The film starts in 1939 with Conte a free man after seven years in the slammer. We learn that Dad (Robinson) has passed away in 1934 after Conte's brothers (Adler, Zimbalist, and Paul Valentine) had wrested control of the bank the patriarch founded. Conte also feels his brothers are responsible for his incarceration. He visits an old flame (Hayward) who still holds a torch. Then he visits the old family manse, now abandoned, and a flashback to 1932 ensues. We see Conte's brothers resentment at his favored son status and the way they chafe at their padre's domineering leadership at the bank. Conte, a lawyer, is living the life of Riley. He is engaged to one woman (Debra Paget, under utilized) while squiring another (Hayward) around town. However, his world comes tumbling down after his father is prosecuted for predatory lending. Conte takes up his defense, but ends up getting busted for jury tampering after Adler finks on his bro. After a viewing of Robinson's casket, we return to 1939 and, presumably, Conte's revenge.

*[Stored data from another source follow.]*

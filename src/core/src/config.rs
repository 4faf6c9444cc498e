//! Global configuration.
//!
//! Loaded from `$CASK_CONFIG` or `~/.cask/cask.yaml`. Every field has a
//! default, so a missing file is not an error. Command-line flags are merged
//! on top through [`ConfigFlags`].

use std::path::{Path, PathBuf};
use std::time::Duration;

use serde::{Deserialize, Serialize};

use crate::error::{CaskError, Result};

/// Environment variable overriding the config file location.
pub const CONFIG_ENV: &str = "CASK_CONFIG";

/// Default namespace inside the store.
pub const DEFAULT_NAMESPACE: &str = "default";

/// Default snapshotter name.
pub const DEFAULT_SNAPSHOTTER: &str = "native";

/// Default lease expiration: 1 hour.
pub const DEFAULT_LEASE_EXPIRATION_SECS: u64 = 60 * 60;

/// Cask configuration
#[derive(Debug, Clone, PartialEq, Serialize, Deserialize)]
#[serde(default, rename_all = "snake_case")]
pub struct CaskConfig {
    /// Root directory of the content store, image records and snapshots
    pub data_root: PathBuf,

    /// Namespace inside the store
    pub namespace: String,

    /// Snapshotter used to unpack images
    pub snapshotter: String,

    /// Directories holding per-registry host settings (`<dir>/<host>/hosts.yaml`)
    pub hosts_dir: Vec<PathBuf>,

    /// Allow plain HTTP and unverified TLS when HTTPS fails
    pub insecure_registry: bool,

    /// Enable experimental features (cosign signing)
    pub experimental: bool,

    /// Debug logging
    pub debug: bool,

    /// IPFS API address (multiaddr or URL)
    pub ipfs_address: Option<String>,

    /// Lease expiration in seconds for multi-blob operations
    pub lease_expiration_secs: u64,
}

impl Default for CaskConfig {
    fn default() -> Self {
        let home = cask_home();
        Self {
            data_root: home.join("data"),
            namespace: DEFAULT_NAMESPACE.to_string(),
            snapshotter: DEFAULT_SNAPSHOTTER.to_string(),
            hosts_dir: vec![home.join("certs.d")],
            insecure_registry: false,
            experimental: false,
            debug: false,
            ipfs_address: None,
            lease_expiration_secs: DEFAULT_LEASE_EXPIRATION_SECS,
        }
    }
}

/// Command-line overrides. `None` leaves the file value in place.
#[derive(Debug, Clone, Default)]
pub struct ConfigFlags {
    pub data_root: Option<PathBuf>,
    pub namespace: Option<String>,
    pub snapshotter: Option<String>,
    pub hosts_dir: Vec<PathBuf>,
    pub insecure_registry: bool,
    pub experimental: bool,
    pub debug: bool,
}

impl CaskConfig {
    /// Load configuration from `$CASK_CONFIG`, else `~/.cask/cask.yaml`.
    pub fn load() -> Result<Self> {
        let path = std::env::var_os(CONFIG_ENV)
            .map(PathBuf::from)
            .unwrap_or_else(|| cask_home().join("cask.yaml"));
        Self::load_from(&path)
    }

    /// Load configuration from a specific file. A missing file yields defaults.
    pub fn load_from(path: &Path) -> Result<Self> {
        if !path.exists() {
            tracing::debug!(path = %path.display(), "No config file, using defaults");
            return Ok(Self::default());
        }
        let data = std::fs::read_to_string(path).map_err(|e| {
            CaskError::Config(format!("failed to read {}: {}", path.display(), e))
        })?;
        let config: CaskConfig = serde_yaml::from_str(&data).map_err(|e| {
            CaskError::Config(format!("failed to parse {}: {}", path.display(), e))
        })?;
        config.validate()?;
        Ok(config)
    }

    /// Apply command-line overrides.
    pub fn merge_flags(mut self, flags: ConfigFlags) -> Self {
        if let Some(root) = flags.data_root {
            self.data_root = root;
        }
        if let Some(ns) = flags.namespace {
            self.namespace = ns;
        }
        if let Some(sn) = flags.snapshotter {
            self.snapshotter = sn;
        }
        if !flags.hosts_dir.is_empty() {
            self.hosts_dir = flags.hosts_dir;
        }
        self.insecure_registry |= flags.insecure_registry;
        self.experimental |= flags.experimental;
        self.debug |= flags.debug;
        self
    }

    /// Check field values that serde cannot.
    pub fn validate(&self) -> Result<()> {
        if self.namespace.is_empty()
            || !self
                .namespace
                .chars()
                .all(|c| c.is_ascii_alphanumeric() || c == '-' || c == '_' || c == '.')
        {
            return Err(CaskError::Config(format!(
                "invalid namespace \"{}\"",
                self.namespace
            )));
        }
        if self.snapshotter.is_empty() {
            return Err(CaskError::Config("snapshotter must not be empty".to_string()));
        }
        Ok(())
    }

    /// Root of the current namespace inside the data root.
    pub fn namespace_root(&self) -> PathBuf {
        self.data_root.join(&self.namespace)
    }

    /// Lease expiration as a `Duration`.
    pub fn lease_expiration(&self) -> Duration {
        Duration::from_secs(self.lease_expiration_secs)
    }
}

/// `~/.cask`, or `./.cask` when the home directory is unknown.
pub fn cask_home() -> PathBuf {
    dirs::home_dir()
        .map(|h| h.join(".cask"))
        .unwrap_or_else(|| PathBuf::from(".cask"))
}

Edward G. Robinson and Hayward
The scenario for House of Strangers, penned by Philip Yordan and Mankiewicz and based on Jerome Weidman's novel, is overly rhetorical and redundant. Three times we get to hear the same grievance, that Robinson has gained the world but lost his soul, recited in turn by his sons, wife, and Hayward. The details of the financial chicanery in the film are never properly explained. Mankiewicz, never the most dynamic director, is mostly content to construct static verbal tussles in drawing rooms and nightclubs. He does employ two tracking shots, but scenes containing a run on the bank and a boxing match are undynamic and visually dull. I did like his touches in a Greenwich Village checkered table speakeasy that revealed the joint's seam underbelly: a man passed out and a young chick casually brutalized by her much older date. However, such little touches are rare in this film. The film contains some location shooting, then gaining currency in Hollywood, but it is poorly integrated with the footage on the Columbia backlot.

I do think Mankiewicz deserves praise for what is Conte's finest performance. There is a delicacy and exactness to his work here that I haven't encountered anywhere else. Just see what Conte does with his fingers here, whether he is eating popcorn or examining Hayward's powder puff. There is more to this character than the numerous hood roles Conte was saddled with. Speaking of which, Bosley Crowther, in his New York Times review of the film, noted correctly that Robinson's banking career is a fig leaf for organized crime. Even after the Kefauver and McClellan hearings in the 1950s shed light on organized crime, Hollywood film producers were wary of alienating Italian-Americans. As late as 1971 when The Godfather was in production. producer Albert Ruddy did a bit of fence mending by reaching an agreement with the Italian-American Civil Rights League to not use the words mafia and Cosa Nostra in the film. The League had been masterminded as a PR move for the Mob by Joseph Colombo, then boss of one of America's five mafia families.